At no time never did I give thought to putting Ricki Dicki down. I did not think it even though I believed he would die. I did not think it even though I believed the effort would kill me. I did not think it even though I knew the exertion was futile.

I’d give over my life, but not his. For him I would endure all, no weight too great, no obstacle too overwhelming, and no challenge too daunting. He was primary.

I did not think my life worth less than his.

I thought ultimately in terms of my obligation to bring him in from the storm, to get him to refuge, to bring him to safe harbor.

I thought of the honorable exchange, the noble bargain. I knew he’d bear the burden for me, unquestionably without the slightest doubt, I knew this in my bones.

Ricki Dicki would suffer the unimaginable for me.
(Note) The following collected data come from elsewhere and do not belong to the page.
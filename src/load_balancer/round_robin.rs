//! Round-robin load balancing strategy.

use std::sync::atomic::{AtomicUsize, Ordering};

use crate::load_balancer::{PickError, Picker, PickerBuilder, ReadyConnection};

/// Round-robin selector.
/// Rotates through the ready set with an internal counter; weights are ignored.
#[derive(Debug)]
pub struct RoundRobinPicker<C> {
    handles: Vec<C>,
    counter: AtomicUsize,
}

impl<C> RoundRobinPicker<C> {
    pub fn new(ready: Vec<ReadyConnection<C>>) -> Self {
        Self {
            handles: ready.into_iter().map(|c| c.handle).collect(),
            counter: AtomicUsize::new(0),
        }
    }
}

impl<C: Clone + Send + Sync> Picker<C> for RoundRobinPicker<C> {
    fn pick(&self) -> Result<C, PickError> {
        if self.handles.is_empty() {
            return Err(PickError::NoEndpointsAvailable);
        }
        let index = self.counter.fetch_add(1, Ordering::Relaxed) % self.handles.len();
        Ok(self.handles[index].clone())
    }

    fn len(&self) -> usize {
        self.handles.len()
    }
}

/// Builds [`RoundRobinPicker`]s.
#[derive(Debug, Clone, Copy, Default)]
pub struct RoundRobinBuilder;

impl RoundRobinBuilder {
    pub const NAME: &'static str = "round_robin";
}

impl<C: Clone + Send + Sync + 'static> PickerBuilder<C> for RoundRobinBuilder {
    fn name(&self) -> &'static str {
        Self::NAME
    }

    fn build(&self, ready: Vec<ReadyConnection<C>>) -> Box<dyn Picker<C>> {
        Box::new(RoundRobinPicker::new(ready))
    }
}
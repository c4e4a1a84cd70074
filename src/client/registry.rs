//! Store and balancer registry.

use std::collections::HashMap;
use std::sync::Arc;

use crate::client::{Channel, DialError};
use crate::discovery::{KeyValueStore, Resolver, ResolverOptions, Target, UpdateListener};
use crate::load_balancer::{
    Balancer, Connector, PickerBuilder, RoundRobinBuilder, WeightPolicy, WeightedBuilder,
};

/// Maps target schemes to stores and balancer names to picker builders.
pub struct Registry<C> {
    stores: HashMap<String, Arc<dyn KeyValueStore>>,
    balancers: HashMap<String, Arc<dyn PickerBuilder<C>>>,
}

impl<C: Clone + Send + Sync + 'static> Registry<C> {
    pub fn new() -> Self {
        Self {
            stores: HashMap::new(),
            balancers: HashMap::new(),
        }
    }

    /// Registry with the built-in `weight` and `round_robin` balancers.
    pub fn with_defaults(policy: WeightPolicy) -> Self {
        let mut registry = Self::new();
        registry.register_balancer(Arc::new(WeightedBuilder::new(policy)));
        registry.register_balancer(Arc::new(RoundRobinBuilder));
        registry
    }

    /// Every channel dialed on `scheme` shares `store`; closing a channel
    /// does not shut it down for the others.
    pub fn register_store(&mut self, scheme: impl Into<String>, store: Arc<dyn KeyValueStore>) {
        self.stores.insert(scheme.into(), store);
    }

    /// Register a picker builder under its own name, replacing any previous one.
    pub fn register_balancer(&mut self, builder: Arc<dyn PickerBuilder<C>>) {
        self.balancers.insert(builder.name().to_string(), builder);
    }

    pub fn store(&self, scheme: &str) -> Option<Arc<dyn KeyValueStore>> {
        self.stores.get(scheme).cloned()
    }

    pub fn balancer(&self, name: &str) -> Option<Arc<dyn PickerBuilder<C>>> {
        self.balancers.get(name).cloned()
    }

    /// Resolve `target` and balance across it with the named balancer.
    pub async fn dial(
        &self,
        target: &str,
        balancer: &str,
        connector: Arc<dyn Connector<C>>,
        options: ResolverOptions,
    ) -> Result<Channel<C>, DialError> {
        let target = Target::parse(target).ok_or_else(|| DialError::InvalidTarget(target.to_string()))?;
        let store = self
            .store(&target.scheme)
            .ok_or_else(|| DialError::UnknownScheme(target.scheme.clone()))?;
        let builder = self
            .balancer(balancer)
            .ok_or_else(|| DialError::UnknownBalancer(balancer.to_string()))?;

        tracing::info!(target = %target, balancer = %balancer, "Dialing");

        let pool = Arc::new(Balancer::new(builder, connector));
        let listener: Arc<dyn UpdateListener> = pool.clone();
        let (resolver, _initial) = Resolver::build(store, &target.prefix(), listener, options).await?;

        Ok(Channel::new(target, resolver, pool))
    }
}

impl<C: Clone + Send + Sync + 'static> Default for Registry<C> {
    fn default() -> Self {
        Self::new()
    }
}
//! compute_reorder integration tests
//!
//! Covers the minimal-update path, every renumber trigger, unpositioned
//! entities, custom thresholds, and the caller-input error surface.

use reorder::{
    ChangeRecord, ConfigError, Item, ReorderConfig, ReorderError, ReorderOutcome, Violation,
    apply_changes, compute_reorder, sort_by_position,
};

use crate::helpers::*;

fn change(id: &str, position: f64) -> ChangeRecord {
    ChangeRecord {
        id: id.to_string(),
        position,
    }
}

// ===== MINIMAL UPDATE =====

#[test]
fn test_move_last_to_front() {
    let input = positioned(&[("A", 100.0), ("B", 200.0), ("C", 300.0)]);
    let result = compute_reorder(&input, "C", 0, &default_config()).unwrap();

    assert_eq!(result.changes, vec![change("C", 99.0)]);
    assert_eq!(ids(&result.ordered_entities), ["C", "A", "B"]);
    assert_eq!(
        positions(&result.ordered_entities),
        [Some(99.0), Some(100.0), Some(200.0)]
    );
    assert_eq!(result.outcome, ReorderOutcome::Moved);
    assert_result_invariants(&input, &result, &default_config());
}

#[test]
fn test_move_into_middle_takes_midpoint() {
    let input = positioned(&[("A", 100.0), ("B", 200.0), ("C", 300.0)]);
    let result = compute_reorder(&input, "C", 1, &default_config()).unwrap();

    assert_eq!(result.changes, vec![change("C", 150.0)]);
    assert_eq!(ids(&result.ordered_entities), ["A", "C", "B"]);
    assert!(!result.is_renumbered());
}

#[test]
fn test_move_first_to_end() {
    let input = positioned(&[("A", 100.0), ("B", 200.0), ("C", 300.0)]);
    let result = compute_reorder(&input, "A", 2, &default_config()).unwrap();

    assert_eq!(result.changes, vec![change("A", 301.0)]);
    assert_eq!(ids(&result.ordered_entities), ["B", "C", "A"]);
}

#[test]
fn test_unsorted_input_is_sorted_first() {
    let input = positioned(&[("C", 300.0), ("A", 100.0), ("B", 200.0)]);
    let result = compute_reorder(&input, "C", 1, &default_config()).unwrap();

    assert_eq!(result.changes, vec![change("C", 150.0)]);
    assert_eq!(ids(&result.ordered_entities), ["A", "C", "B"]);
}

#[test]
fn test_other_fields_pass_through() {
    let input = vec![
        Item::at("A", 100.0).with_field("title", "first"),
        Item::at("B", 200.0).with_field("title", "second"),
    ];
    let result = compute_reorder(&input, "B", 0, &default_config()).unwrap();

    assert_eq!(result.ordered_entities[0].fields["title"], "second");
    assert_eq!(result.ordered_entities[1].fields["title"], "first");
    // Input untouched.
    assert_eq!(input[1].position, Some(200.0));
}

#[test]
fn test_changes_applied_reproduce_ordered_entities() {
    let input = positioned(&[("A", 10.0), ("B", 20.0), ("C", 30.0), ("D", 40.0)]);
    let result = compute_reorder(&input, "D", 1, &default_config()).unwrap();

    let applied = apply_changes(&input, &result.changes).unwrap();
    assert_eq!(applied, result.ordered_entities);
}

// ===== RENUMBERING =====

#[test]
fn test_corrupt_collection_is_renumbered() {
    let input = positioned(&[("A", 1.0), ("B", 1.0), ("C", 1.0), ("D", 0.0), ("E", 0.0)]);
    let result = compute_reorder(&input, "D", 0, &default_config()).unwrap();

    assert_eq!(
        result.changes,
        vec![
            change("D", 10.0),
            change("E", 20.0),
            change("A", 30.0),
            change("B", 40.0),
            change("C", 50.0),
        ]
    );
    assert_eq!(ids(&result.ordered_entities), ["D", "E", "A", "B", "C"]);

    let ReorderOutcome::Renumbered { violations } = &result.outcome else {
        panic!("expected renumber, got {:?}", result.outcome);
    };
    assert!(violations.iter().any(|v| matches!(
        v,
        Violation::InvalidPosition { id, .. } if id == "D"
    )));
    assert!(violations.iter().any(|v| matches!(
        v,
        Violation::DuplicatePosition { position, .. } if *position == 1.0
    )));
    assert_result_invariants(&input, &result, &default_config());
}

#[test]
fn test_exhausted_gap_is_renumbered() {
    let input = positioned(&[("A", 1.0), ("B", 1.05), ("C", 1.1)]);
    let result = compute_reorder(&input, "C", 1, &default_config()).unwrap();

    assert!(result.is_renumbered());
    assert_eq!(
        result.changes,
        vec![change("A", 10.0), change("C", 20.0), change("B", 30.0)]
    );
    assert_result_invariants(&input, &result, &default_config());
}

#[test]
fn test_corruption_elsewhere_forces_repair() {
    // The move is trivially valid, but B and C share a position.
    let input = positioned(&[("A", 100.0), ("B", 500.0), ("C", 500.0), ("D", 900.0)]);
    let result = compute_reorder(&input, "D", 0, &default_config()).unwrap();

    assert!(result.is_renumbered());
    assert_eq!(result.changes.len(), 4);
    assert_eq!(ids(&result.ordered_entities), ["D", "A", "B", "C"]);
}

#[test]
fn test_clamped_candidate_collides_and_renumbers() {
    // Only-next case clamps 1.5 - 1 up to the floor, 0.5 away from B.
    let input = positioned(&[("A", 1.5), ("B", 5.0)]);
    let ok = compute_reorder(&input, "B", 0, &default_config()).unwrap();
    assert_eq!(ok.changes, vec![change("B", 1.0)]);

    let tight = positioned(&[("A", 1.05), ("B", 5.0)]);
    let result = compute_reorder(&tight, "B", 0, &default_config()).unwrap();
    assert!(result.is_renumbered());
    assert_eq!(ids(&result.ordered_entities), ["B", "A"]);
}

#[test]
fn test_precision_exhaustion_at_large_values() {
    let big = 2f64.powi(60);
    let input = positioned(&[("A", big), ("B", big * 2.0)]);
    let result = compute_reorder(&input, "A", 1, &default_config()).unwrap();

    // big*2 + 1 rounds back to big*2, so the gap check fires.
    assert!(result.is_renumbered());
    assert_eq!(ids(&result.ordered_entities), ["B", "A"]);
    assert_result_invariants(&input, &result, &default_config());
}

#[test]
fn test_renumbered_result_is_stable() {
    let input = positioned(&[("A", 1.0), ("B", 1.0), ("C", 2.0)]);
    let config = default_config();
    let first = compute_reorder(&input, "C", 0, &config).unwrap();
    assert!(first.is_renumbered());

    // Moving the middle entity to where it already is keeps its value.
    let again = compute_reorder(&first.ordered_entities, "A", 1, &config).unwrap();
    assert!(!again.is_renumbered());
    assert_eq!(again.changes, vec![change("A", 20.0)]);
    assert_eq!(
        positions(&again.ordered_entities),
        positions(&first.ordered_entities)
    );
}

// ===== UNPOSITIONED ENTITIES =====

#[test]
fn test_unpositioned_entity_receives_position() {
    let input = items(&[("A", Some(100.0)), ("B", Some(200.0)), ("X", None)]);
    let result = compute_reorder(&input, "X", 1, &default_config()).unwrap();

    assert_eq!(result.changes, vec![change("X", 150.0)]);
    assert_eq!(ids(&result.ordered_entities), ["A", "X", "B"]);
}

#[test]
fn test_move_ahead_of_unpositioned_tail() {
    let input = items(&[("A", Some(100.0)), ("X", None), ("Y", None)]);
    let result = compute_reorder(&input, "X", 1, &default_config()).unwrap();

    assert_eq!(result.changes, vec![change("X", 101.0)]);
    assert_eq!(ids(&result.ordered_entities), ["A", "X", "Y"]);
    assert_eq!(result.ordered_entities[2].position, None);
}

#[test]
fn test_move_behind_unpositioned_entity_renumbers() {
    let input = items(&[("A", Some(100.0)), ("X", None), ("Y", None)]);
    let result = compute_reorder(&input, "A", 2, &default_config()).unwrap();

    assert!(result.is_renumbered());
    assert_eq!(
        result.changes,
        vec![change("X", 10.0), change("Y", 20.0), change("A", 30.0)]
    );
    assert_result_invariants(&input, &result, &default_config());
}

#[test]
fn test_all_unpositioned_first_slot_gets_floor() {
    let input = items(&[("X", None), ("Y", None)]);
    let result = compute_reorder(&input, "Y", 0, &default_config()).unwrap();

    assert_eq!(result.changes, vec![change("Y", 1.0)]);
    assert_eq!(ids(&result.ordered_entities), ["Y", "X"]);
}

// ===== SINGLE ENTITY =====

#[test]
fn test_single_entity_never_renumbers() {
    for stored in [None, Some(0.0), Some(-7.0), Some(1.0), Some(500.0)] {
        let input = items(&[("A", stored)]);
        let result = compute_reorder(&input, "A", 0, &default_config()).unwrap();
        assert!(!result.is_renumbered(), "renumbered for {stored:?}");
        assert_eq!(result.changes, vec![change("A", 1.0)]);
    }
}

// ===== CONFIGURATION =====

#[test]
fn test_custom_thresholds() {
    let config = ReorderConfig::default()
        .with_min_position_gap(5.0)
        .with_renumber_spacing(100.0)
        .with_min_position_value(10.0);

    // Midpoint 15 is only 5 from each neighbour: allowed.
    let input = positioned(&[("A", 10.0), ("B", 20.0), ("C", 30.0)]);
    let result = compute_reorder(&input, "C", 1, &config).unwrap();
    assert_eq!(result.changes, vec![change("C", 15.0)]);

    // Midpoint 12 is too close with a gap of 5.
    let input = positioned(&[("A", 10.0), ("B", 14.0), ("C", 30.0)]);
    let result = compute_reorder(&input, "C", 1, &config).unwrap();
    assert!(result.is_renumbered());
    assert_eq!(
        positions(&result.ordered_entities),
        [Some(100.0), Some(200.0), Some(300.0)]
    );
}

#[test]
fn test_spacing_that_overflows_on_renumber_is_rejected() {
    // 1e308 passes on its own, but 3 * 1e308 is infinite.
    let config = ReorderConfig::default().with_renumber_spacing(1e308);
    let input = positioned(&[("A", 5.0), ("B", 5.0), ("C", 5.0)]);
    let err = compute_reorder(&input, "A", 0, &config).unwrap_err();

    assert!(err.is_config_error());
    assert!(matches!(
        err,
        ReorderError::InvalidConfig(ConfigError::InvalidValue {
            field: "renumberSpacing",
            ..
        })
    ));

    // The same spacing is fine for a collection it can renumber.
    let single = positioned(&[("A", 5.0)]);
    let result = compute_reorder(&single, "A", 0, &config).unwrap();
    assert!(result.changes.iter().all(|c| c.position.is_finite()));
}

#[test]
fn test_floor_change_makes_existing_values_invalid() {
    let config = ReorderConfig::default().with_min_position_value(5.0);
    let input = positioned(&[("A", 3.0), ("B", 50.0)]);
    let result = compute_reorder(&input, "B", 1, &config).unwrap();
    assert!(result.is_renumbered());
}

// ===== ERRORS =====

#[test]
fn test_empty_collection() {
    let input: Vec<Item> = Vec::new();
    let err = compute_reorder(&input, "A", 0, &default_config()).unwrap_err();
    assert!(err.is_empty_collection());
}

#[test]
fn test_index_out_of_range_cites_index_and_len() {
    let input = positioned(&[("A", 1.0)]);
    let err = compute_reorder(&input, "A", 5, &default_config()).unwrap_err();
    assert_eq!(err, ReorderError::IndexOutOfRange { index: 5, len: 1 });
    let msg = err.to_string();
    assert!(msg.contains('5') && msg.contains('1'), "{msg}");
}

#[test]
fn test_missing_and_unknown_ids() {
    let input = positioned(&[("A", 1.0), ("B", 2.0)]);
    assert_eq!(
        compute_reorder(&input, "", 0, &default_config()).unwrap_err(),
        ReorderError::MissingMoveId
    );
    let err = compute_reorder(&input, "Q", 0, &default_config()).unwrap_err();
    assert_eq!(err.id(), Some("Q"));
}

#[test]
fn test_errors_leave_no_output() {
    // A Result carries either the full output or the error, never both.
    let input = positioned(&[("A", 1.0), ("A", 2.0)]);
    let result = compute_reorder(&input, "A", 1, &default_config());
    assert!(matches!(result, Err(ReorderError::DuplicateId { .. })));
}

#[test]
fn test_sort_by_position_matches_engine_baseline() {
    let input = items(&[("B", Some(2.0)), ("X", None), ("A", Some(1.0))]);
    let sorted = sort_by_position(&input);
    assert_eq!(ids(&sorted), ["A", "B", "X"]);
}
I could do no less for him.

I stumbled now into the switch grass that caught on my uniform. The tiny stickers imbedded in the material producing a friction, slowing my advance.

It was then that I heard the sweetest words anyone has ever said to me, sweeter than my mother’s good nights, sweeter than my wife’s pillow whispering, sweeter than my mistress’s erotic musings, sweeter than a coach’s atta boy, sweeter than my father’s praise, sweeter than any other words ever uttered by anyone: “Hold up asshole, fucken’a,” the sentry’s sweet song.

I knelt, rolling Ricki Dicki onto the ground while the holler went up, “Corpsman, Corpsman.”

***

I drank Irish whiskey, just to be a pain in the ass when everyone else pontificates on the attributes of Scotch.

I’ve never compromised to casual clothes in the office. I maintain with the hand-tailored suit, the handmade Italian shoes, the English shirt and tie. My haircut costs a Benjamin every other week. I have the corner office. My wife selected the furniture.

I was there because of a Wharton MBA and because my prospective father-in-law, a Wharton Graduate School professor, wanted his daughter to have anything in the world her heart desired.

My soon to be in-law put his case in the following manner succinctly, avoiding any troubling sense of humanity or familial grace. I listened to his proposition through the miasma of deceit this slimy reptile has created about his being, obscuring the true intentions of the viper due to the opaque haze created of good manners, gentlemanly appearance, refined gesturing and intelligent speech in which the dross is being couched. To my mind, holding reaction in abeyance until the full measure of his proposal is exposed provides for me the most profitable path. I’d learned in ‘Nam and in the intervening years that the effect of my reaction is magnified and amplified by its timing and placement.

“Lon, you’re a top student. As a result, you will be getting many job offers. You’ll have your choice. But I would like to suggest to you something a little radical, offbeat you might say, may I have your ear?”

“Frank, I’m always interested in what you have to say,” I spilled the formulated words as a matter of obligation rather than choice.

“Some friends in the financial community are looking to hire someone to take on a task that is not of interest to many people of your calibre.” My thesis advisor, my finance’s father and my father-in-law to be, all wrapped into one, took a draught and placed the tumbler back on the magazine he used as a coaster.

Then he stood, took up the poker, and proceeded to have a go at the logs and coals until a fair blaze erupted.

As he replaced the poker he said, “Within the investment community, there is the area of commodities, and within commodities there is a narrow focus on the subject of exotic commodities. Many people of your generation eschew this line due to the extraordinary amount of travel, diplomatic involvement, and in-depth research; however, for these very reasons the pay is, shall we say, extravagant.” By now he had moved back to his seat in the overstuffed chair and settled himself comfortably, appearing quite at ease.

Apparently, my father-in-law to be didn’t care if I was home with the kids, home with his daughter, whether I missed family affairs. All he wanted was that I produce a prodigious amount of money.

Clearly, he would not have broached this subject without having discussed the matter with my finance, that is to say his daughter, and had her approval.

What’s the bottom line? No one really cared if I was around much.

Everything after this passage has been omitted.